Niu and Fu are considered to be analogous to the claimed invention as
they both are in the same field of natural language processing. Therefore, it would have been obvious to someone of ordinary skill in the art before the effective filing date of the claimed invention to have modified Niu to incorporate the teachings of Fu in order to generate a center sentence representation of the center sentence based on the initial center sentence representation, and to generate a context sentence representation of the context sentence based on the initial context sentence representation. It would have been obvious to combine given the same rationale for claim 1.

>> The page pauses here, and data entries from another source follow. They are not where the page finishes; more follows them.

//! 搜索引擎
//!
//! 实现 Minimax + Alpha-Beta 剪枝。时间预算只在根节点检查：
//! 超时后跳过剩余的根走法，返回已评估部分中的最佳走法。

use std::time::{Duration, Instant};

use rules::{
    apply_move, assign_banners, Board, Ledger, Location, MoveGenerator, PlayerId,
    DEFAULT_SEARCH_DEPTH,
};
use serde::{Deserialize, Serialize};

use crate::evaluate::{EvalWeights, Evaluator};

/// AI 难度
#[derive(Debug, Clone, Copy, PartialEq, Eq, Default, Serialize, Deserialize)]
pub enum Difficulty {
    /// 简单：depth=2
    Easy,
    /// 中等：depth=4
    #[default]
    Medium,
    /// 困难：depth=6
    Hard,
}

/// AI 配置
///
/// 反序列化时先取 `difficulty` 对应的预设，再用出现的字段覆盖。
#[derive(Debug, Clone, PartialEq, Serialize, Deserialize)]
#[serde(try_from = "RawAiConfig")]
pub struct AiConfig {
    pub difficulty: Difficulty,
    /// 搜索深度，至少为 1
    pub max_depth: u8,
    /// 根节点时间预算（毫秒），`None` 表示不限时
    pub time_limit_ms: Option<u64>,
    pub weights: EvalWeights,
    /// 关闭后按朴素 Minimax 完整遍历
    pub alpha_beta: bool,
}

/// 配置文件中的形式，缺省字段取难度预设
#[derive(Deserialize)]
struct RawAiConfig {
    #[serde(default)]
    difficulty: Difficulty,
    max_depth: Option<u8>,
    /// 缺省取预设，`null` 表示不限时
    #[serde(default, deserialize_with = "present")]
    time_limit_ms: Option<Option<u64>>,
    weights: Option<EvalWeights>,
    alpha_beta: Option<bool>,
}

fn present<'de, D>(deserializer: D) -> Result<Option<Option<u64>>, D::Error>
where
    D: serde::Deserializer<'de>,
{
    Option::<u64>::deserialize(deserializer).map(Some)
}

impl TryFrom<RawAiConfig> for AiConfig {
    type Error = String;

    fn try_from(raw: RawAiConfig) -> Result<Self, Self::Error> {
        let preset = AiConfig::from_difficulty(raw.difficulty);
        let max_depth = raw.max_depth.unwrap_or(preset.max_depth);
        if max_depth == 0 {
            return Err("max_depth must be at least 1".to_string());
        }
        Ok(Self {
            difficulty: raw.difficulty,
            max_depth,
            time_limit_ms: raw.time_limit_ms.unwrap_or(preset.time_limit_ms),
            weights: raw.weights.unwrap_or(preset.weights),
            alpha_beta: raw.alpha_beta.unwrap_or(preset.alpha_beta),
        })
    }
}

impl AiConfig {
    pub fn from_difficulty(difficulty: Difficulty) -> Self {
        let (max_depth, time_limit_ms) = match difficulty {
            Difficulty::Easy => (2, 1000),
            Difficulty::Medium => (DEFAULT_SEARCH_DEPTH, 8000),
            Difficulty::Hard => (6, 9000),
        };
        Self {
            difficulty,
            max_depth,
            time_limit_ms: Some(time_limit_ms),
            weights: EvalWeights::default(),
            alpha_beta: true,
        }
    }

    /// 不限时的配置，搜索结果完全确定
    pub fn unlimited(max_depth: u8) -> Self {
        Self {
            max_depth,
            time_limit_ms: None,
            ..Self::default()
        }
    }
}

impl Default for AiConfig {
    fn default() -> Self {
        Self::from_difficulty(Difficulty::Medium)
    }
}

/// 一次搜索的统计结果
#[derive(Debug, Clone, PartialEq, Eq)]
pub struct SearchReport {
    pub best_move: Option<Location>,
    /// 最佳走法的分值（己方视角）
    pub score: Option<i32>,
    /// 访问的节点数
    pub nodes: u64,
    /// 完成评估的根走法数
    pub evaluated_roots: usize,
    /// 根走法总数
    pub total_roots: usize,
    /// 是否因时间预算跳过了根走法
    pub timed_out: bool,
}

/// AI 引擎
pub struct AiEngine {
    config: AiConfig,
    evaluator: Evaluator,
    nodes_searched: u64,
}

impl AiEngine {
    /// 创建新的 AI 引擎
    pub fn new(config: AiConfig) -> Self {
        Self {
            evaluator: Evaluator::new(config.weights),
            config,
            nodes_searched: 0,
        }
    }

    /// 从难度创建
    pub fn from_difficulty(difficulty: Difficulty) -> Self {
        Self::new(AiConfig::from_difficulty(difficulty))
    }

    pub fn config(&self) -> &AiConfig {
        &self.config
    }

    /// 搜索最佳走法，无合法走法时返回 `None`
    pub fn select_move(
        &mut self,
        board: &Board,
        me: &Ledger,
        opponent: &Ledger,
    ) -> rules::Result<Option<Location>> {
        Ok(self.search(board, me, opponent)?.best_move)
    }

    /// 搜索并返回统计
    ///
    /// 搜索框架内己方占玩家 1 的位置，评估值为正表示对己方有利。
    pub fn search(
        &mut self,
        board: &Board,
        me: &Ledger,
        opponent: &Ledger,
    ) -> rules::Result<SearchReport> {
        self.nodes_searched = 0;
        let started = Instant::now();
        let budget = self.config.time_limit_ms.map(Duration::from_millis);

        let moves = MoveGenerator::legal_moves(board)?;
        let mut report = SearchReport {
            best_move: None,
            score: None,
            nodes: 0,
            evaluated_roots: 0,
            total_roots: moves.len(),
            timed_out: false,
        };

        // 深度 0 按 1 处理：根走法之后直接静态评估
        let child_depth = self.config.max_depth.max(1) - 1;
        for (i, &mv) in moves.iter().enumerate() {
            // 至少评估一个根走法，保证有棋可走时总能给出走法
            if i > 0 {
                if let Some(budget) = budget {
                    if started.elapsed() > budget {
                        report.timed_out = true;
                        break;
                    }
                }
            }

            let (next, me_next, opp_next) = simulate(board, me, opponent, mv, PlayerId::One)?;
            let score = self.minimax(
                &next,
                &me_next,
                &opp_next,
                child_depth,
                false,
                i32::MIN,
                i32::MAX,
            )?;
            report.evaluated_roots += 1;

            if report.score.map_or(true, |best| score > best) {
                report.score = Some(score);
                report.best_move = Some(mv);
            }
        }

        report.nodes = self.nodes_searched;
        tracing::debug!(
            "搜索完成: 最佳 {:?}, 分数 {:?}, 节点 {}, 根走法 {}/{}, 耗时 {:?}",
            report.best_move,
            report.score,
            report.nodes,
            report.evaluated_roots,
            report.total_roots,
            started.elapsed()
        );
        Ok(report)
    }

    /// Minimax 搜索（可选 Alpha-Beta 剪枝）
    ///
    /// 深度耗尽或无棋可走时返回静态评估值。
    #[allow(clippy::too_many_arguments)]
    fn minimax(
        &mut self,
        board: &Board,
        ledger1: &Ledger,
        ledger2: &Ledger,
        depth: u8,
        maximizing: bool,
        mut alpha: i32,
        mut beta: i32,
    ) -> rules::Result<i32> {
        self.nodes_searched += 1;

        if depth == 0 {
            return Ok(self.evaluator.evaluate(board, ledger1, ledger2));
        }

        let moves = MoveGenerator::legal_moves(board)?;
        if moves.is_empty() {
            return Ok(self.evaluator.evaluate(board, ledger1, ledger2));
        }

        if maximizing {
            let mut best = i32::MIN;
            for mv in moves {
                let (next, l1, l2) = simulate(board, ledger1, ledger2, mv, PlayerId::One)?;
                let score = self.minimax(&next, &l1, &l2, depth - 1, false, alpha, beta)?;
                best = best.max(score);
                if self.config.alpha_beta {
                    alpha = alpha.max(score);
                    if beta <= alpha {
                        break; // Beta 剪枝
                    }
                }
            }
            Ok(best)
        } else {
            let mut best = i32::MAX;
            for mv in moves {
                let (next, l1, l2) = simulate(board, ledger1, ledger2, mv, PlayerId::Two)?;
                let score = self.minimax(&next, &l1, &l2, depth - 1, true, alpha, beta)?;
                best = best.min(score);
                if self.config.alpha_beta {
                    beta = beta.min(score);
                    if beta <= alpha {
                        break; // Alpha 剪枝
                    }
                }
            }
            Ok(best)
        }
    }

    /// 获取搜索的节点数
    pub fn nodes_searched(&self) -> u64 {
        self.nodes_searched
    }
}

/// 在局面副本上模拟一步走法：吃牌并更新旗帜
fn simulate(
    board: &Board,
    ledger1: &Ledger,
    ledger2: &Ledger,
    mv: Location,
    mover: PlayerId,
) -> rules::Result<(Board, Ledger, Ledger)> {
    let mut board = board.clone();
    let mut ledger1 = ledger1.clone();
    let mut ledger2 = ledger2.clone();

    let house = match mover {
        PlayerId::One => apply_move(&mut board, mv, &mut ledger1)?,
        PlayerId::Two => apply_move(&mut board, mv, &mut ledger2)?,
    };
    assign_banners(&mut ledger1, &mut ledger2, house, mover);

    Ok((board, ledger1, ledger2))
}

#[cfg(test)]
mod tests {
    use super::*;
    use rules::{Card, House, Piece};

    fn loc(index: u8) -> Location {
        Location::new_unchecked(index)
    }

    /// 36 格满棋盘：家族按位置轮转，密使在 (2, 3)
    fn full_board() -> Board {
        let mut board = Board::empty();
        for index in 0..36u8 {
            let piece = if index == 15 {
                Piece::Envoy
            } else {
                let house = House::ALL[(index as usize * 5 + index as usize / 6) % 7];
                Piece::Card(Card::new(house, format!("{} {}", house, index)))
            };
            board.set(loc(index), Some(piece));
        }
        board
    }

    #[test]
    fn test_difficulty_config() {
        let easy = AiConfig::from_difficulty(Difficulty::Easy);
        assert_eq!(easy.max_depth, 2);
        assert_eq!(easy.time_limit_ms, Some(1000));

        let medium = AiConfig::default();
        assert_eq!(medium.max_depth, 4);
        assert!(medium.alpha_beta);

        let hard = AiConfig::from_difficulty(Difficulty::Hard);
        assert_eq!(hard.max_depth, 6);
    }

    #[test]
    fn test_config_serde_defaults() {
        let json = r#"{"difficulty":"Easy","max_depth":3,"time_limit_ms":null}"#;
        let config: AiConfig = serde_json::from_str(json).unwrap();
        assert_eq!(config.max_depth, 3);
        assert_eq!(config.time_limit_ms, None);
        assert!(config.alpha_beta);
        assert_eq!(config.weights, EvalWeights::default());
    }

    #[test]
    fn test_config_starts_from_difficulty_preset() {
        let config: AiConfig = serde_json::from_str(r#"{"difficulty":"Hard"}"#).unwrap();
        assert_eq!(config, AiConfig::from_difficulty(Difficulty::Hard));

        let config: AiConfig =
            serde_json::from_str(r#"{"difficulty":"Easy","max_depth":5}"#).unwrap();
        assert_eq!(config.max_depth, 5);
        assert_eq!(config.time_limit_ms, Some(1000));

        let config: AiConfig = serde_json::from_str("{}").unwrap();
        assert_eq!(config, AiConfig::default());
    }

    #[test]
    fn test_config_serde_roundtrip() {
        let config = AiConfig {
            alpha_beta: false,
            ..AiConfig::unlimited(3)
        };
        let json = serde_json::to_string(&config).unwrap();
        assert_eq!(serde_json::from_str::<AiConfig>(&json).unwrap(), config);
    }

    #[test]
    fn test_config_rejects_zero_depth() {
        assert!(serde_json::from_str::<AiConfig>(r#"{"max_depth":0}"#).is_err());
    }

    #[test]
    fn test_zero_depth_searches_like_depth_one() {
        let board = full_board();
        let zero = AiEngine::new(AiConfig {
            max_depth: 0,
            ..AiConfig::unlimited(1)
        })
        .search(&board, &Ledger::new(), &Ledger::new())
        .unwrap();
        let one = AiEngine::new(AiConfig::unlimited(1))
            .search(&board, &Ledger::new(), &Ledger::new())
            .unwrap();
        assert_eq!(zero, one);
    }

    #[test]
    fn test_no_moves_returns_none() {
        let mut board = Board::empty();
        board.set(loc(0), Some(Piece::Envoy));
        board.set(loc(7), Some(Piece::Card(Card::new(House::Stark, "Arya Stark"))));

        let mut engine = AiEngine::new(AiConfig::unlimited(4));
        let mv = engine
            .select_move(&board, &Ledger::new(), &Ledger::new())
            .unwrap();
        assert_eq!(mv, None);
    }

    #[test]
    fn test_picks_biggest_capture_at_depth_one() {
        let mut board = Board::empty();
        board.set(loc(0), Some(Piece::Envoy));
        board.set(loc(1), Some(Piece::Card(Card::new(House::Stark, "Arya Stark"))));
        board.set(loc(2), Some(Piece::Card(Card::new(House::Stark, "Sansa Stark"))));
        board.set(loc(3), Some(Piece::Card(Card::new(House::Stark, "Bran Stark"))));
        board.set(loc(6), Some(Piece::Card(Card::new(House::Tully, "Edmure Tully"))));

        let mut engine = AiEngine::new(AiConfig::unlimited(1));
        let report = engine.search(&board, &Ledger::new(), &Ledger::new()).unwrap();

        assert_eq!(report.best_move, Some(loc(3)));
        // 一面旗帜 + 三张牌
        assert_eq!(report.score, Some(13));
        assert_eq!(report.evaluated_roots, 4);
        assert!(!report.timed_out);
    }

    #[test]
    fn test_search_does_not_touch_inputs() {
        let board = full_board();
        let me = Ledger::new();
        let opponent = Ledger::new();

        let mut engine = AiEngine::new(AiConfig::unlimited(3));
        engine.select_move(&board, &me, &opponent).unwrap();

        assert_eq!(board, full_board());
        assert_eq!(me, Ledger::new());
        assert_eq!(opponent, Ledger::new());
    }

    #[test]
    fn test_search_is_deterministic() {
        let board = full_board();
        let mut engine = AiEngine::new(AiConfig::unlimited(4));

        let first = engine.search(&board, &Ledger::new(), &Ledger::new()).unwrap();
        let second = engine.search(&board, &Ledger::new(), &Ledger::new()).unwrap();

        assert!(first.best_move.is_some());
        assert_eq!(first, second);
        assert_eq!(engine.nodes_searched(), second.nodes);
        assert!(second.nodes > first.total_roots as u64);
    }

    #[test]
    fn test_alpha_beta_matches_plain_minimax() {
        let mut board = full_board();
        let mut me = Ledger::new();
        let mut opponent = Ledger::new();

        // 沿一局对弈的若干局面逐一比较
        for ply in 0..6 {
            let mut pruned = AiEngine::new(AiConfig::unlimited(3));
            let mut plain = AiEngine::new(AiConfig {
                alpha_beta: false,
                ..AiConfig::unlimited(3)
            });

            let a = pruned.search(&board, &me, &opponent).unwrap();
            let b = plain.search(&board, &me, &opponent).unwrap();
            assert_eq!(a.best_move, b.best_move, "ply {}", ply);
            assert_eq!(a.score, b.score, "ply {}", ply);
            assert!(a.nodes <= b.nodes);

            let Some(mv) = a.best_move else { break };
            let house = apply_move(&mut board, mv, &mut me).unwrap();
            settle_banners(&mut me, &mut opponent, house);
            std::mem::swap(&mut me, &mut opponent);
        }
    }

    fn settle_banners(mover: &mut Ledger, other: &mut Ledger, house: House) {
        assign_banners(mover, other, house, PlayerId::One);
        assert!(!(mover.has_banner(house) && other.has_banner(house)));
    }

    #[test]
    fn test_zero_budget_evaluates_first_root_only() {
        let board = full_board();
        let moves = MoveGenerator::legal_moves(&board).unwrap();
        assert!(moves.len() > 1);

        let mut engine = AiEngine::new(AiConfig {
            time_limit_ms: Some(0),
            ..AiConfig::unlimited(3)
        });
        let report = engine.search(&board, &Ledger::new(), &Ledger::new()).unwrap();

        assert_eq!(report.evaluated_roots, 1);
        assert!(report.timed_out);
        assert_eq!(report.best_move, Some(moves[0]));
    }

    #[test]
    fn test_missing_envoy_propagates() {
        let mut board = full_board();
        board.take(loc(15));
        let mut engine = AiEngine::new(AiConfig::unlimited(2));
        assert!(engine
            .select_move(&board, &Ledger::new(), &Ledger::new())
            .is_err());
    }
}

However, Niu and Fu discloses generating a sub-contrastive loss using initial center and context sentence representations (representations that have not been passed through projection heads; see above claim mapping). Niu in view of Fu does not specifically disclose [generating a center sentence representation…] through a first projection head; [generating a context sentence representation…] through a second projection head; and [generating the sub-contrastive prediction loss based at least on the] first representation and the second representation.

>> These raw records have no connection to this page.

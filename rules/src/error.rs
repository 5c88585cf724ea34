//! 错误类型定义

use thiserror::Error;

use crate::card::Location;

/// 规则不变量被破坏
///
/// 这类错误意味着引擎或外部加载器存在缺陷，不属于正常的对局结果，
/// 应当直接向调用方传播。
#[derive(Error, Debug, Clone, PartialEq, Eq)]
pub enum RulesError {
    /// 棋盘上找不到密使
    #[error("Envoy is missing from the board")]
    EnvoyMissing,

    /// 棋盘上出现多个密使
    #[error("Envoy appears {count} times on the board")]
    EnvoyDuplicated { count: usize },

    /// 期望有牌的位置是空的
    #[error("No card at location {location}")]
    EmptySquare { location: Location },

    /// 目标位置不是合法走法
    #[error("Illegal destination: {location}")]
    IllegalDestination { location: Location },

    /// 位置索引越界
    #[error("Invalid location index: {index}")]
    InvalidLocation { index: u32 },

    /// 两张牌占据同一位置
    #[error("Location {location} is occupied twice")]
    DuplicateLocation { location: Location },

    /// 卡牌名字重复
    #[error("Card name '{name}' is used twice")]
    DuplicateName { name: String },

    /// 未知家族
    #[error("Unknown house: '{name}'")]
    UnknownHouse { name: String },

    /// 棋子数量超过棋盘容量
    #[error("Too many pieces: {count} (max: 36)")]
    TooManyPieces { count: usize },
}

/// 布局加载错误
#[derive(Error, Debug)]
pub enum LayoutError {
    /// IO 错误
    #[error("IO error: {0}")]
    Io(#[from] std::io::Error),

    /// JSON 序列化错误
    #[error("JSON serialization error: {0}")]
    Json(#[from] serde_json::Error),

    /// 布局违反规则不变量
    #[error("Rules error: {0}")]
    Rules(#[from] RulesError),
}

/// 规则操作结果类型
pub type Result<T> = std::result::Result<T, RulesError>;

Chen teaches generating a first representation through a first projection head (Fig. 2, hi passed through projection head g(.) to obtain zi; pg. 2 section 2.1, 3rd bullet pt: “A small neural network projection head g(.) that maps representations to the space where contrastive loss is applied.”; 4th bullet pt: “A contrastive loss function for a contrastive prediction task…Given a set {xk} including a positive pair of examples…”) and generating a second representation through a second projection head (Fig. 2, hj passed through projection head g(.) to obtain zj) and generating the sub-contrastive prediction loss based at least on the first representation and the second representation (pg. 2, last bullet pt. “A contrastive loss function defined for a contrastive prediction task. Given a set…including a positive pair of examples…the contrastive prediction task aims to identify xj…for a given xi”; Equation 1 utilizes first and second representations (zi and zj) for a sub-contrastive loss).

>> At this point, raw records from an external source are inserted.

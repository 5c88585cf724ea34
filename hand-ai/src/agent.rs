//! 自动玩家接口
//!
//! 任何能根据局面给出走法的对象都可以作为自动玩家。调用方负责传入局面副本，
//! 并在外部施加超时与故障隔离。

use std::sync::Mutex;

use anyhow::Context;
use rand::seq::SliceRandom;
use rand::SeedableRng;
use rand_chacha::ChaCha8Rng;
use rules::{Board, Ledger, Location, MoveGenerator};

use crate::search::{AiConfig, AiEngine};

/// 自动玩家
pub trait Agent: Send + Sync {
    /// 玩家名称（用于日志）
    fn name(&self) -> &str;

    /// 给出走法；`Ok(None)` 表示无棋可走
    fn propose_move(
        &self,
        board: &Board,
        me: &Ledger,
        opponent: &Ledger,
    ) -> anyhow::Result<Option<Location>>;
}

/// 搜索玩家
pub struct MinimaxAgent {
    name: String,
    config: AiConfig,
}

impl MinimaxAgent {
    pub fn new(config: AiConfig) -> Self {
        Self {
            name: format!("minimax(depth={})", config.max_depth),
            config,
        }
    }
}

impl Agent for MinimaxAgent {
    fn name(&self) -> &str {
        &self.name
    }

    fn propose_move(
        &self,
        board: &Board,
        me: &Ledger,
        opponent: &Ledger,
    ) -> anyhow::Result<Option<Location>> {
        // 每次走子使用新的引擎，搜索状态不跨步保留
        let mut engine = AiEngine::new(self.config.clone());
        engine
            .select_move(board, me, opponent)
            .context("搜索失败")
    }
}

/// 随机玩家：在合法走法中均匀随机选择
pub struct RandomAgent {
    rng: Mutex<ChaCha8Rng>,
}

impl RandomAgent {
    /// 指定种子，结果可复现
    pub fn with_seed(seed: u64) -> Self {
        Self {
            rng: Mutex::new(ChaCha8Rng::seed_from_u64(seed)),
        }
    }

    pub fn from_entropy() -> Self {
        Self {
            rng: Mutex::new(ChaCha8Rng::from_entropy()),
        }
    }
}

impl Agent for RandomAgent {
    fn name(&self) -> &str {
        "random"
    }

    fn propose_move(
        &self,
        board: &Board,
        _me: &Ledger,
        _opponent: &Ledger,
    ) -> anyhow::Result<Option<Location>> {
        let moves = MoveGenerator::legal_moves(board)?;
        let mut rng = self
            .rng
            .lock()
            .map_err(|_| anyhow::anyhow!("随机数生成器锁已损坏"))?;
        Ok(moves.choose(&mut *rng).copied())
    }
}

#[cfg(test)]
mod tests {
    use super::*;
    use rules::{Card, House, Piece};

    fn loc(index: u8) -> Location {
        Location::new_unchecked(index)
    }

    fn sample_board() -> Board {
        let mut board = Board::empty();
        board.set(loc(0), Some(Piece::Envoy));
        board.set(loc(1), Some(Piece::Card(Card::new(House::Stark, "Arya Stark"))));
        board.set(loc(2), Some(Piece::Card(Card::new(House::Stark, "Sansa Stark"))));
        board.set(loc(12), Some(Piece::Card(Card::new(House::Tully, "Hoster Tully"))));
        board.set(loc(14), Some(Piece::Card(Card::new(House::Tyrell, "Loras Tyrell"))));
        board
    }

    #[test]
    fn test_minimax_agent_proposes_legal_move() {
        let agent = MinimaxAgent::new(AiConfig::unlimited(3));
        let board = sample_board();
        let mv = agent
            .propose_move(&board, &Ledger::new(), &Ledger::new())
            .unwrap()
            .unwrap();
        assert!(MoveGenerator::is_legal(&board, mv).unwrap());
        assert_eq!(agent.name(), "minimax(depth=3)");
    }

    #[test]
    fn test_random_agent_is_reproducible() {
        let board = sample_board();
        let a = RandomAgent::with_seed(7);
        let b = RandomAgent::with_seed(7);
        for _ in 0..5 {
            let x = a.propose_move(&board, &Ledger::new(), &Ledger::new()).unwrap();
            let y = b.propose_move(&board, &Ledger::new(), &Ledger::new()).unwrap();
            assert_eq!(x, y);
            assert!(MoveGenerator::is_legal(&board, x.unwrap()).unwrap());
        }
    }

    #[test]
    fn test_agents_report_no_move() {
        let mut board = Board::empty();
        board.set(loc(0), Some(Piece::Envoy));
        board.set(loc(7), Some(Piece::Card(Card::new(House::Stark, "Arya Stark"))));

        let minimax = MinimaxAgent::new(AiConfig::default());
        let random = RandomAgent::with_seed(1);
        assert_eq!(
            minimax.propose_move(&board, &Ledger::new(), &Ledger::new()).unwrap(),
            None
        );
        assert_eq!(
            random.propose_move(&board, &Ledger::new(), &Ledger::new()).unwrap(),
            None
        );
    }

    #[test]
    fn test_agent_fault_on_broken_board() {
        let board = Board::empty();
        let agent = MinimaxAgent::new(AiConfig::unlimited(2));
        assert!(agent
            .propose_move(&board, &Ledger::new(), &Ledger::new())
            .is_err());
    }
}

Niu, Fu, and Chen are considered to be analogous to the claimed invention as
Niu and Fu are in the same field of natural language processing and Chen is in the same field of contrastive learning. Therefore, it would have been obvious to someone of ordinary skill in the art before the effective filing date of the claimed invention to have modified Niu in view of Fu to incorporate the teachings of Chen in order to specifically obtain a center sentence and context sentence representation through a first and second projection head respectively, and to use these representations to generate the sub-contrastive loss. Doing so would improve the representation quality of the hidden representation preceding the projection head (pg. 6, section 4.2).
7. Claim 8 is rejected under 35 U.S.C. 103 as being unpatentable over Niu in view of Fu and Chen, and further in view of He et al. (NPL Momentum Contrast for Unsupervised Visual Representation Learning, hereinafter He).
Regarding claim 8, Niu in view of Fu and Chen discloses the first projection head and the second projection head (Chen, g(.); see previous mapping). However, Niu in view of Fu and Chen does not specifically disclose [wherein the first projection head] includes at least a first batch normalization layer, [the second projection head includes at least a second batch normalization layer], and the first batch normalization layer and the second batch normalization layer are in different batch normalization modes at the same time.
He teaches a first encoder includes at least a first batch normalization layer (pg. 4, section 3.3 “Shuffling BN”: “Our encoders Fq and Fk both have Batch Normalization (BN) [37] as in the standard ResNet [33].”), the second projection head includes at least a second batch normalization layer (pg. 4, section 3.3 “Shuffling BN”: “Our encoders Fq and Fk both have Batch Normalization (BN) [37] as in the standard ResNet [33].”), and the first batch normalization layer and the second batch normalization layer are in different batch normalization modes at the same time (pg. 4, section 3.3 “Shuffling BN”: “In experiments, we found that using BN prevents the model from learning good representations, as similarly reported in [35] (which avoids BN). The model appears to ‘cheat’ the pretext task and easily finds a low-loss solution. This is possibly because the intra-batch communication among samples (caused by BN) leaks information. We resolve this problem by shuffling BN. We train with multiple GPUs and perform BN on the samples independelty for each GPU (as done in common practice). For the key encoder Fk, we shuffle the sample order in the current mini-batch before distributing it among GPUs (and shuffle back after encoding); the sample order of the mini-batch for the query encoder Fq is not altered…”).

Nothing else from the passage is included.